So, as of Monday, I’m officially a working mom. I’ve got my bags and bags of stuff that I carry with me to the office every day, the largest of which is my pumping bag so I can collect all the milk for Baby B during the day and she can eat it. I’ve got a desk which is newly decorated with photos of my little girl because it’s been shown to be beneficial for the production of milk, and a tiny baby orchid that my sister gave me to take care of. I’ve restocked my lunch bag with the cutlery that I took out to wash when I came home before baby was born, and I’ve finally been able to flip the pages on my calendar at work so that they no longer read, “February”. And today? Today I’m doing fine.
But that doesn’t mean it isn’t hard. The worst for me were the last few weeks before I went back to work. As someone who worries a lot, that’s what I did. I worried. Would I have time to prepare myself and make sure I was in the very best place mentally to go back to work? Would I have all the things I needed? Would my baby have someone to care for her? The answer to all those ended up being “yes”, but in an unfortunate coincidence that was not the fault of anyone involved, my last weekdays at home were spent in a whirlwind surrounding a family wedding. The date for the wedding had been long known, but because of when B was born, it happened that I would go back to work the Monday after it all happened. And with so many family members in town for the wedding, things got crazy. We were not on a normal schedule from Wednesday through Saturday, and I wish I could say that I just rolled with the punches, but there was a lot of hand-wringing on my part.
And while we’ve got medium-term care worked out for her over the summer, the specter of “unknown future” hangs over us again because we need to find full-time care for baby girl this fall, or else hope that we get off the daycare waitlist, though every passing month with no communication makes it feel like that might be a pipe dream. It doesn’t help that the DC area has a major shortage in daycare providers, and that the cost of living in this area nearly requires both members of a household to work if they want to maintain a certain level of lifestyle, or to afford a home.
I cried that first day giving my baby girl to my mom to look after her. Even though my little one had been babysat for hours at a time in the past. Even though in my head I knew I wanted to keep working, that I have professional goals and dreams. That I want the financial security that comes with having my own job and income stream, and the future security of retirement funds and government pension. Knowing that I want to write an article that gets published in one of the professional journals, and I want to influence policy in my workplace. And also knowing that I am giving my baby girl the example of a working mother will be better for her in the end.

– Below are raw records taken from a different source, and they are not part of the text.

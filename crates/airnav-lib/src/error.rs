use std::time::Duration;

use thiserror::Error;

/// Convenient result alias for the airport navigation library.
pub type Result<T> = std::result::Result<T, Error>;

/// Top-level library error type.
///
/// An unreachable destination is not an error; the service reports it as
/// `Ok(None)`.
#[derive(Debug, Error)]
pub enum Error {
    /// Raised when a start or end waypoint is not a node of the current graph.
    #[error("waypoint '{id}' not found in graph")]
    NodeNotFound { id: String },

    /// Raised when a GPS position cannot be matched to any waypoint.
    #[error("no waypoint within {max_distance_m} m of ({lat}, {lon})")]
    NoNearbyWaypoint {
        lat: f64,
        lon: f64,
        max_distance_m: f64,
    },

    /// Raised when the waypoint repository call fails.
    #[error("waypoint repository failure: {0}")]
    Repository(#[from] RepositoryError),

    /// Raised when the waypoint repository does not answer within the bound.
    #[error("waypoint repository call {operation} timed out after {timeout:?}")]
    RepositoryTimeout {
        operation: &'static str,
        timeout: Duration,
    },

    /// Raised when the platform offers no per-user data directory.
    #[error("unable to determine a data directory for the default database")]
    ProjectDirsUnavailable,

    /// Raised when an environment override cannot be parsed.
    #[error("invalid configuration value for {key}: {value}")]
    InvalidConfig { key: &'static str, value: String },
}

/// Failures surfaced by [`crate::repository::WaypointRepository`] implementations.
#[derive(Debug, Error)]
pub enum RepositoryError {
    /// Wrapper for SQLite errors.
    #[error(transparent)]
    Sqlite(#[from] rusqlite::Error),

    /// Raised when a waypoint's metadata column does not hold valid JSON.
    #[error("invalid metadata for waypoint {id}: {source}")]
    Metadata {
        id: String,
        #[source]
        source: serde_json::Error,
    },

    /// Raised when a blocking repository task panicked or was cancelled.
    #[error("repository task failed: {0}")]
    Task(#[from] tokio::task::JoinError),

    /// Raised when a stored value cannot be represented in the data model.
    #[error("invalid stored value in {column}: {value}")]
    InvalidValue { column: &'static str, value: String },
}
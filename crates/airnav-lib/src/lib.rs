//! Airport waypoint navigation library.
//!
//! This crate builds a directed waypoint graph from connection records,
//! caches it for a bounded time and answers shortest-route, reachability and
//! nearest-waypoint queries on top of it. Consumers (the CLI, embedders)
//! should go through [`PathfindingService`] rather than wiring the pieces by
//! hand.
//!

#![deny(warnings)]

pub mod cache;
pub mod config;
pub mod db;
pub mod error;
pub mod geo;
pub mod graph;
pub mod metrics;
pub mod model;
pub mod path;
pub mod queue;
pub mod reachability;
pub mod repository;
pub mod service;

pub use cache::{CacheLookup, Clock, GraphCache, ManualClock, SystemClock, DEFAULT_CACHE_TTL};
pub use config::PathfindingConfig;
pub use db::{default_database_path, SqliteWaypointRepository};
pub use error::{Error, RepositoryError, Result};
pub use graph::{build_graph, Edge, Graph, GraphStats, DEFAULT_EDGE_WEIGHT};
pub use metrics::{RouteMetrics, RouteSegment};
pub use model::{Connection, ConnectionType, Waypoint, WaypointId, WaypointType};
pub use path::{solve, EdgeFilter, PathResult, RouteOptions};
pub use queue::PriorityQueue;
pub use reachability::{solve_all, Reachability};
pub use repository::{InMemoryRepository, WaypointRepository};
pub use service::{
    PathfindingService, ReachableWaypoint, Route, RouteAlgorithm, DEFAULT_SNAP_DISTANCE_M,
};
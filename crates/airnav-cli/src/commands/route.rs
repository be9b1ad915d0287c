//! `route`: shortest route between two waypoints, or from a GPS fix.

use std::io;

use anyhow::{Context, Result};

use airnav_lib::RouteOptions;

use crate::output::{write_json, write_route_text, OutputFormat};

use super::{CommandContext, Outcome};

/// Where the route starts.
#[derive(Debug, Clone, PartialEq)]
pub enum Origin {
    Waypoint(String),
    Position { lat: f64, lon: f64 },
}

impl std::fmt::Display for Origin {
    fn fmt(&self, f: &mut std::fmt::Formatter<'_>) -> std::fmt::Result {
        match self {
            Origin::Waypoint(id) => f.write_str(id),
            Origin::Position { lat, lon } => write!(f, "({lat}, {lon})"),
        }
    }
}

pub async fn handle_route(
    ctx: &CommandContext,
    origin: &Origin,
    to: &str,
    options: RouteOptions,
) -> Result<Outcome> {
    let route = match origin {
        Origin::Waypoint(from) => ctx.service.find_route(from, to, options).await,
        Origin::Position { lat, lon } => {
            ctx.service
                .find_route_from_position(*lat, *lon, to, options)
                .await
        }
    }
    .with_context(|| format!("route search from {origin} to {to} failed"))?;

    let Some(route) = route else {
        eprintln!("{}", no_route_message(origin, to, options));
        return Ok(Outcome::NotFound);
    };

    let mut stdout = io::stdout().lock();
    match ctx.format {
        OutputFormat::Text => write_route_text(&mut stdout, &route, &ctx.palette)?,
        OutputFormat::Json => write_json(&mut stdout, &route)?,
    }
    Ok(Outcome::Done)
}

fn no_route_message(origin: &Origin, to: &str, options: RouteOptions) -> String {
    let mut message = format!("No route found from {origin} to {to}.");
    let mut tips = Vec::new();
    if options.avoid_stairs {
        tips.push("allow stairs (omit --avoid-stairs)");
    }
    if options.accessible_only {
        tips.push("allow inaccessible connections (omit --accessible-only)");
    }
    if !tips.is_empty() {
        message.push(' ');
        message.push_str(&format!("Try to {}.", tips.join(", ")));
    }
    message
}
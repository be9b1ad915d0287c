use std::collections::{HashMap, HashSet};

use crate::error::{Error, Result};
use crate::graph::{Edge, Graph};
use crate::model::{ConnectionType, WaypointId};
use crate::queue::PriorityQueue;

/// Predicate deciding whether an edge may be traversed during one search.
///
/// Filters are applied per query, so a single cached graph serves every
/// combination of restrictions without being rebuilt.
pub trait EdgeFilter {
    fn allows(&self, from: &str, edge: &Edge) -> bool;
}

impl<F> EdgeFilter for F
where
    F: Fn(&str, &Edge) -> bool,
{
    fn allows(&self, from: &str, edge: &Edge) -> bool {
        self(from, edge)
    }
}

/// Restrictions requested by the traveller.
#[derive(Debug, Default, Clone, Copy, PartialEq, Eq)]
pub struct RouteOptions {
    /// Skip stair connections (prefer elevators and escalators).
    pub avoid_stairs: bool,
    /// Only use connections flagged as wheelchair accessible.
    pub accessible_only: bool,
}

impl RouteOptions {
    /// Whether every edge is allowed under these options.
    pub fn is_unrestricted(&self) -> bool {
        !self.avoid_stairs && !self.accessible_only
    }
}

impl EdgeFilter for RouteOptions {
    fn allows(&self, _from: &str, edge: &Edge) -> bool {
        if self.avoid_stairs && edge.connection.connection_type == ConnectionType::Stairs {
            return false;
        }

        if self.accessible_only && !edge.connection.is_accessible {
            return false;
        }

        true
    }
}

/// Outcome of a single-destination search.
#[derive(Debug, Clone, PartialEq)]
pub struct PathResult {
    /// Waypoints from start to end inclusive; empty when no route exists.
    pub path: Vec<WaypointId>,
    /// Sum of traversed edge weights, `f64::INFINITY` when no route exists.
    pub total_weight: f64,
    pub found: bool,
    /// Nodes finalized before the search stopped.
    pub visited: HashSet<WaypointId>,
    /// For each hop `path[i] -> path[i + 1]`, the index of the edge taken in
    /// `graph.neighbours(path[i])`.
    pub edge_indices: Vec<usize>,
}

impl PathResult {
    fn not_found(visited: HashSet<WaypointId>) -> Self {
        Self {
            path: Vec::new(),
            total_weight: f64::INFINITY,
            found: false,
            visited,
            edge_indices: Vec::new(),
        }
    }

    /// Number of hops in the path.
    pub fn hop_count(&self) -> usize {
        self.path.len().saturating_sub(1)
    }

    /// The edges the solver relaxed to produce `path`, in travel order.
    ///
    /// Only meaningful against the graph the result was computed on.
    pub fn traversed_edges<'g>(&self, graph: &'g Graph) -> Vec<(&str, &'g Edge)> {
        self.path
            .iter()
            .zip(&self.edge_indices)
            .filter_map(|(from, &index)| {
                graph
                    .neighbours(from)
                    .get(index)
                    .map(|edge| (from.as_str(), edge))
            })
            .collect()
    }
}

/// Intermediate state shared by the single-destination and all-destination
/// searches.
pub(crate) struct SearchState<'g> {
    pub(crate) distances: HashMap<&'g str, f64>,
    /// node -> (predecessor, index of the edge in the predecessor's adjacency)
    pub(crate) parents: HashMap<&'g str, (&'g str, usize)>,
    pub(crate) visited: HashSet<&'g str>,
}

/// Resolve a waypoint to the graph-owned key, failing when it is not a node.
pub(crate) fn resolve_node<'g>(graph: &'g Graph, waypoint: &str) -> Result<&'g str> {
    graph.node_key(waypoint).ok_or_else(|| Error::NodeNotFound {
        id: waypoint.to_string(),
    })
}

/// Dijkstra relaxation loop with lazy deletion.
///
/// Stops as soon as `goal` is finalized when one is given. Weights must be
/// non-negative for the first pop of a node to be final.
pub(crate) fn run_dijkstra<'g>(
    graph: &'g Graph,
    start: &'g str,
    goal: Option<&str>,
    filter: Option<&dyn EdgeFilter>,
) -> SearchState<'g> {
    let mut distances: HashMap<&'g str, f64> = HashMap::new();
    let mut parents: HashMap<&'g str, (&'g str, usize)> = HashMap::new();
    let mut visited: HashSet<&'g str> = HashSet::new();
    let mut queue = PriorityQueue::new();

    distances.insert(start, 0.0);
    queue.enqueue(start, 0.0);

    while let Some(current) = queue.dequeue() {
        if !visited.insert(current) {
            continue;
        }

        if goal == Some(current) {
            break;
        }

        let current_distance = distances.get(current).copied().unwrap_or(f64::INFINITY);

        for (index, edge) in graph.neighbours(current).iter().enumerate() {
            if let Some(filter) = filter {
                if !filter.allows(current, edge) {
                    continue;
                }
            }

            let next = edge.target.as_str();
            let next_cost = current_distance + edge.weight;
            if next_cost < distances.get(next).copied().unwrap_or(f64::INFINITY) {
                distances.insert(next, next_cost);
                parents.insert(next, (current, index));
                queue.enqueue(next, next_cost);
            }
        }
    }

    SearchState {
        distances,
        parents,
        visited,
    }
}

/// Run Dijkstra's algorithm from `start` to `end`, optionally skipping edges
/// rejected by `filter`.
///
/// Both endpoints must be nodes of `graph`, otherwise [`Error::NodeNotFound`]
/// is returned. An unreachable destination is not an error: the result has
/// `found == false`, an empty path and an infinite weight.
pub fn solve(
    graph: &Graph,
    start: &str,
    end: &str,
    filter: Option<&dyn EdgeFilter>,
) -> Result<PathResult> {
    let start = resolve_node(graph, start)?;
    let end = resolve_node(graph, end)?;

    let state = run_dijkstra(graph, start, Some(end), filter);
    let visited: HashSet<WaypointId> = state.visited.iter().map(|id| id.to_string()).collect();

    if start != end && !state.parents.contains_key(end) {
        return Ok(PathResult::not_found(visited));
    }

    let (path, edge_indices) = reconstruct_path(&state.parents, start, end);
    let total_weight = state.distances.get(end).copied().unwrap_or(f64::INFINITY);

    Ok(PathResult {
        path,
        total_weight,
        found: true,
        visited,
        edge_indices,
    })
}

pub(crate) fn reconstruct_path<'a>(
    parents: &HashMap<&'a str, (&'a str, usize)>,
    start: &str,
    goal: &'a str,
) -> (Vec<WaypointId>, Vec<usize>) {
    let mut path = vec![goal.to_string()];
    let mut edge_indices = Vec::new();
    let mut current = goal;

    while current != start {
        let Some(&(parent, index)) = parents.get(current) else {
            break;
        };
        path.push(parent.to_string());
        edge_indices.push(index);
        current = parent;
    }

    path.reverse();
    edge_indices.reverse();
    (path, edge_indices)
}
use serde::Serialize;
use tracing::warn;

use crate::graph::{Edge, Graph};
use crate::model::{ConnectionType, WaypointId};
use crate::path::PathResult;

/// One hop of a resolved route.
#[derive(Debug, Clone, PartialEq, Serialize)]
pub struct RouteSegment {
    pub from: WaypointId,
    pub to: WaypointId,
    pub distance_meters: f64,
    pub time_seconds: f64,
    pub connection_type: ConnectionType,
}

/// Distance and time aggregated over a path.
#[derive(Debug, Clone, PartialEq, Serialize)]
pub struct RouteMetrics {
    pub segments: Vec<RouteSegment>,
    /// Total distance rounded to the nearest meter.
    pub total_distance: u64,
    /// Total walking time in minutes, rounded.
    pub total_time: u64,
}

impl RouteMetrics {
    /// Sum distance and time along `path` using, for every consecutive pair,
    /// the first edge in the graph between them.
    ///
    /// Pairs with no connecting edge are logged and skipped, so the totals
    /// may undercount rather than fail.
    pub fn compute(path: &[WaypointId], graph: &Graph) -> Self {
        let mut hops = Vec::with_capacity(path.len().saturating_sub(1));

        for pair in path.windows(2) {
            let (from, to) = (pair[0].as_str(), pair[1].as_str());
            match graph.neighbours(from).iter().find(|edge| edge.target == to) {
                Some(edge) => hops.push((from, edge)),
                None => warn!(from, to, "no connection found between path waypoints"),
            }
        }

        Self::from_hops(hops)
    }

    /// Sum distance and time over the exact edges the solver relaxed.
    ///
    /// Unlike [`compute`](Self::compute) this never picks a different
    /// parallel edge, so `total_distance` always matches the rounded
    /// `total_weight` of the search.
    pub fn from_path_result(result: &PathResult, graph: &Graph) -> Self {
        let hops = result.traversed_edges(graph);
        if hops.len() != result.hop_count() {
            warn!(
                expected = result.hop_count(),
                resolved = hops.len(),
                "path result does not match graph; some segments were skipped"
            );
        }
        Self::from_hops(hops)
    }

    fn from_hops<'a>(hops: impl IntoIterator<Item = (&'a str, &'a Edge)>) -> Self {
        let mut total_distance = 0.0;
        let mut total_seconds = 0.0;
        let mut segments = Vec::new();

        for (from, edge) in hops {
            let distance = edge.weight;
            let time = edge.walking_time_seconds();
            total_distance += distance;
            total_seconds += time;

            segments.push(RouteSegment {
                from: from.to_string(),
                to: edge.target.clone(),
                distance_meters: distance,
                time_seconds: time,
                connection_type: edge.connection.connection_type.clone(),
            });
        }

        Self {
            segments,
            total_distance: round_non_negative(total_distance),
            total_time: round_non_negative(total_seconds / 60.0),
        }
    }
}

fn round_non_negative(value: f64) -> u64 {
    if value.is_finite() && value > 0.0 {
        value.round() as u64
    } else {
        0
    }
}
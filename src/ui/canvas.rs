//! Canvas interaction and navigation functionality.
//!
//! Translates egui pointer, wheel and keyboard input into editor events and paints the
//! rendered frame.

use super::rendering::paint_display_list;
use super::state::PipeSketchApp;
use crate::geometry::Point;
use crate::interaction::{Key, Modifiers, PointerButton};
use crate::rendering::{render, RenderOptions};
use crate::viewport::CanvasMetrics;
use eframe::egui;

fn pointer_button(button: egui::PointerButton) -> PointerButton {
    match button {
        egui::PointerButton::Middle => PointerButton::Middle,
        egui::PointerButton::Primary => PointerButton::Primary,
        _ => PointerButton::Secondary,
    }
}

fn editor_key(key: egui::Key) -> Option<Key> {
    Some(match key {
        egui::Key::Space => Key::Space,
        egui::Key::Delete => Key::Delete,
        egui::Key::Backspace => Key::Backspace,
        egui::Key::Escape => Key::Escape,
        egui::Key::Z => Key::Z,
        egui::Key::Y => Key::Y,
        _ => return None,
    })
}

/// Converts a position in egui points to canvas bitmap pixels.
fn canvas_position(metrics: &CanvasMetrics, rect: egui::Rect, pos: egui::Pos2) -> Point {
    metrics.to_bitmap(Point::new(
        (pos.x - rect.min.x) as f64,
        (pos.y - rect.min.y) as f64,
    ))
}

impl PipeSketchApp {
    /// Allocates the canvas, feeds this frame's input to the editor and paints the result.
    ///
    /// # Arguments
    ///
    /// * `ui` - The egui UI context
    pub fn draw_canvas(&mut self, ui: &mut egui::Ui) {
        let (response, painter) =
            ui.allocate_painter(ui.available_size(), egui::Sense::click_and_drag());
        let rect = response.rect;
        let pixels_per_point = ui.ctx().pixels_per_point();
        let metrics = CanvasMetrics::from_display(
            rect.width() as f64,
            rect.height() as f64,
            pixels_per_point as f64,
        );

        self.handle_canvas_pointer(ui, rect, &metrics);
        self.handle_canvas_zoom(ui, &response, &metrics);

        let pulse = ui.input(|i| i.time).fract();
        let commands = render(
            &self.editor.scene(),
            metrics.bitmap_size(),
            RenderOptions {
                export: false,
                pulse,
            },
        );
        paint_display_list(&painter, rect, pixels_per_point, &commands);

        if self.editor.snap_indicator().is_some() {
            // keep the snap ring pulsing
            ui.ctx().request_repaint();
        }
    }

    /// Forwards raw pointer events over the canvas to the editor, in arrival order.
    ///
    /// Presses outside the canvas are ignored; motion and releases are forwarded while
    /// an interaction is in progress so drags and pans survive leaving the canvas.
    fn handle_canvas_pointer(&mut self, ui: &egui::Ui, rect: egui::Rect, metrics: &CanvasMetrics) {
        let events = ui.input(|i| i.events.clone());
        for event in events {
            match event {
                egui::Event::PointerMoved(pos) => {
                    self.editor
                        .pointer_move(canvas_position(metrics, rect, pos));
                }
                egui::Event::PointerButton {
                    pos,
                    button,
                    pressed: true,
                    ..
                } if rect.contains(pos) => {
                    let screen = canvas_position(metrics, rect, pos);
                    self.editor.pointer_move(screen);
                    self.editor.pointer_down(screen, pointer_button(button));
                }
                egui::Event::PointerButton { pressed: false, .. } => {
                    self.editor.pointer_up();
                }
                _ => {}
            }
        }
    }

    /// Handles scroll wheel zooming around the cursor, one step per wheel event.
    ///
    /// Only zooms if the cursor is over the canvas.
    fn handle_canvas_zoom(&mut self, ui: &egui::Ui, response: &egui::Response, metrics: &CanvasMetrics) {
        let scroll_delta = ui.input(|i| i.raw_scroll_delta.y);
        if scroll_delta == 0.0 {
            return;
        }
        let Some(mouse_pos) = ui.input(|i| i.pointer.hover_pos()) else {
            return;
        };
        if !response.rect.contains(mouse_pos) {
            return;
        }
        let screen = canvas_position(metrics, response.rect, mouse_pos);
        self.editor.wheel(screen, scroll_delta > 0.0);
    }

    /// Forwards editing keys to the editor. Presses are skipped while a text field has
    /// keyboard focus; releases always go through so a held Space cannot get stuck.
    pub fn handle_editor_keys(&mut self, ctx: &egui::Context) {
        let text_focused = ctx.wants_keyboard_input();
        let events = ctx.input(|i| i.events.clone());
        for event in events {
            let egui::Event::Key {
                key,
                pressed,
                repeat,
                modifiers,
                ..
            } = event
            else {
                continue;
            };
            let Some(key) = editor_key(key) else {
                continue;
            };
            if pressed {
                if text_focused || (repeat && key != Key::Space) {
                    continue;
                }
                self.editor.key_down(
                    key,
                    Modifiers {
                        command: modifiers.command || modifiers.ctrl,
                        shift: modifiers.shift,
                    },
                );
            } else {
                self.editor.key_up(key);
            }
        }
    }
}
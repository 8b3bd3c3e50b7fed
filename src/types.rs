//! Core data types for the piping diagram.
//!
//! This module defines the persisted document: connector [`Node`]s, placed fittings and
//! annotations ([`Shape`]s), and the [`Document`] aggregate that owns both together with
//! the node-id counter. The document is the unit of persistence and of undo snapshots.

use crate::geometry::Point;
use serde::de::{self, Deserializer};
use serde::ser::{self, Serializer};
use serde::{Deserialize, Serialize};
use serde_json::{Map, Value};
use uuid::Uuid;

/// Identifier of a connector node. Never reused within a document.
pub type NodeId = u64;

/// Identifier of a placed shape.
pub type ShapeId = String;

/// A connector point in world space, shared by the fittings that meet there.
#[derive(Debug, Clone, Copy, PartialEq, Serialize, Deserialize)]
pub struct Node {
    /// Unique, monotonically allocated identifier
    pub id: NodeId,
    /// World x coordinate
    pub x: f64,
    /// World y coordinate
    pub y: f64,
}

impl Node {
    /// Position of the node as a point.
    pub fn position(&self) -> Point {
        Point::new(self.x, self.y)
    }
}

/// Work classification of a fitting, each drawn in its own stroke colour.
#[derive(Debug, Clone, Copy, PartialEq, Eq, Default, Serialize, Deserialize)]
pub enum PipeColor {
    /// Existing installation (blue)
    #[default]
    #[serde(rename = "blue")]
    Existing,
    /// Newly laid work (red)
    #[serde(rename = "red")]
    New,
}

impl PipeColor {
    /// Human-readable name for toolbars and property panels.
    pub fn label(self) -> &'static str {
        match self {
            PipeColor::Existing => "Existing (blue)",
            PipeColor::New => "New work (red)",
        }
    }
}
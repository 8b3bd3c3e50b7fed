#[tokio::main]
async fn main() -> Result<(), eframe::Error> {
    // Set up logging; RUST_LOG controls the level
    env_logger::init();

    // File dialogs and exports are spawned onto this runtime
    pipe_sketch::run_app()
}
//! SVG serialisation of a rendered display list.
//!
//! Used as the intermediate for raster export: the display list produced in export mode is
//! written out as SVG and rasterised by the UI layer.

use crate::rendering::{DrawCommand, Rgba, Stroke, TextAnchor};
use std::fmt::Write as _;

fn stroke_attrs(stroke: &Stroke) -> String {
    let mut attrs = format!(
        "stroke=\"{}\" stroke-width=\"{:.2}\"",
        stroke.color.to_hex(),
        stroke.width
    );
    if stroke.color.a < 255 {
        let _ = write!(attrs, " stroke-opacity=\"{:.3}\"", stroke.color.opacity());
    }
    if let Some([on, off]) = stroke.dash {
        let _ = write!(attrs, " stroke-dasharray=\"{:.2} {:.2}\"", on, off);
    }
    attrs
}

fn fill_attrs(fill: Option<Rgba>) -> String {
    match fill {
        Some(color) if color.a < 255 => {
            format!("fill=\"{}\" fill-opacity=\"{:.3}\"", color.to_hex(), color.opacity())
        }
        Some(color) => format!("fill=\"{}\"", color.to_hex()),
        None => "fill=\"none\"".to_string(),
    }
}

/// Writes `commands` as a standalone SVG document of `width` x `height` pixels.
///
/// # Arguments
///
/// * `commands` - Display list in canvas pixel coordinates, back to front
/// * `width` - Canvas width in pixels
/// * `height` - Canvas height in pixels
pub fn to_svg(commands: &[DrawCommand], width: u32, height: u32) -> String {
    let mut out = String::new();
    let _ = writeln!(
        out,
        "<svg xmlns=\"http://www.w3.org/2000/svg\" width=\"{w}\" height=\"{h}\" viewBox=\"0 0 {w} {h}\">",
        w = width,
        h = height
    );

    for command in commands {
        match command {
            DrawCommand::Fill(color) => {
                let _ = writeln!(
                    out,
                    "<rect x=\"0\" y=\"0\" width=\"{}\" height=\"{}\" {} />",
                    width,
                    height,
                    fill_attrs(Some(*color))
                );
            }
            DrawCommand::Line { from, to, stroke } => {
                let _ = writeln!(
                    out,
                    "<line x1=\"{:.2}\" y1=\"{:.2}\" x2=\"{:.2}\" y2=\"{:.2}\" {} stroke-linecap=\"round\" />",
                    from.x,
                    from.y,
                    to.x,
                    to.y,
                    stroke_attrs(stroke)
                );
            }
            DrawCommand::Circle {
                center,
                radius,
                stroke,
                fill,
            } => {
                let stroke = stroke.as_ref().map(stroke_attrs).unwrap_or_default();
                let _ = writeln!(
                    out,
                    "<circle cx=\"{:.2}\" cy=\"{:.2}\" r=\"{:.2}\" {} {} />",
                    center.x,
                    center.y,
                    radius,
                    fill_attrs(*fill),
                    stroke
                );
            }
            DrawCommand::Polygon { points, stroke } => {
                let mut coords = String::new();
                for (i, p) in points.iter().enumerate() {
                    if i > 0 {
                        coords.push(' ');
                    }
                    let _ = write!(coords, "{:.2},{:.2}", p.x, p.y);
                }
                let _ = writeln!(
                    out,
                    "<polygon points=\"{}\" fill=\"none\" {} stroke-linejoin=\"round\" />",
                    coords,
                    stroke_attrs(stroke)
                );
            }
            DrawCommand::Text {
                pos,
                text,
                size,
                color,
                angle,
                anchor,
            } => {
                let placement = match anchor {
                    TextAnchor::Center => " text-anchor=\"middle\" dominant-baseline=\"central\"",
                    TextAnchor::LeftBaseline => "",
                    TextAnchor::LeftBottom => " dominant-baseline=\"ideographic\"",
                };
                let rotation = if *angle != 0.0 {
                    format!(
                        " transform=\"rotate({:.3} {:.2} {:.2})\"",
                        angle.to_degrees(),
                        pos.x,
                        pos.y
                    )
                } else {
                    String::new()
                };
                let _ = writeln!(
                    out,
                    "<text x=\"{:.2}\" y=\"{:.2}\" font-family=\"sans-serif\" font-size=\"{:.2}\" {}{}{}>{}</text>",
                    pos.x,
                    pos.y,
                    size,
                    fill_attrs(Some(*color)),
                    placement,
                    rotation,
                    escape_xml(text)
                );
            }
        }
    }

    let _ = writeln!(out, "</svg>");
    out
}

fn escape_xml(input: &str) -> String {
    let mut s = String::with_capacity(input.len());
    for ch in input.chars() {
        match ch {
            '&' => s.push_str("&amp;"),
            '<' => s.push_str("&lt;"),
            '>' => s.push_str("&gt;"),
            '"' => s.push_str("&quot;"),
            '\'' => s.push_str("&apos;"),
            _ => s.push(ch),
        }
    }
    s
}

We are still figuring things out. Until such a time as we are not in the summer (anyone who says they can maintain a regular schedule with kids during the summer is either SUPER SCHEDULED or delusional) and we have regular, consistent and ongoing care for Baby B, things are going to feel a little loosey-goosey. But I’m back. I’m using my brain and back on the professional ladder. It may be hard now, but it will be worth it in the end.
So – are any of you out there working moms? What tips or strategies can you share? Or did you have a mom who worked? What do you remember the most about that?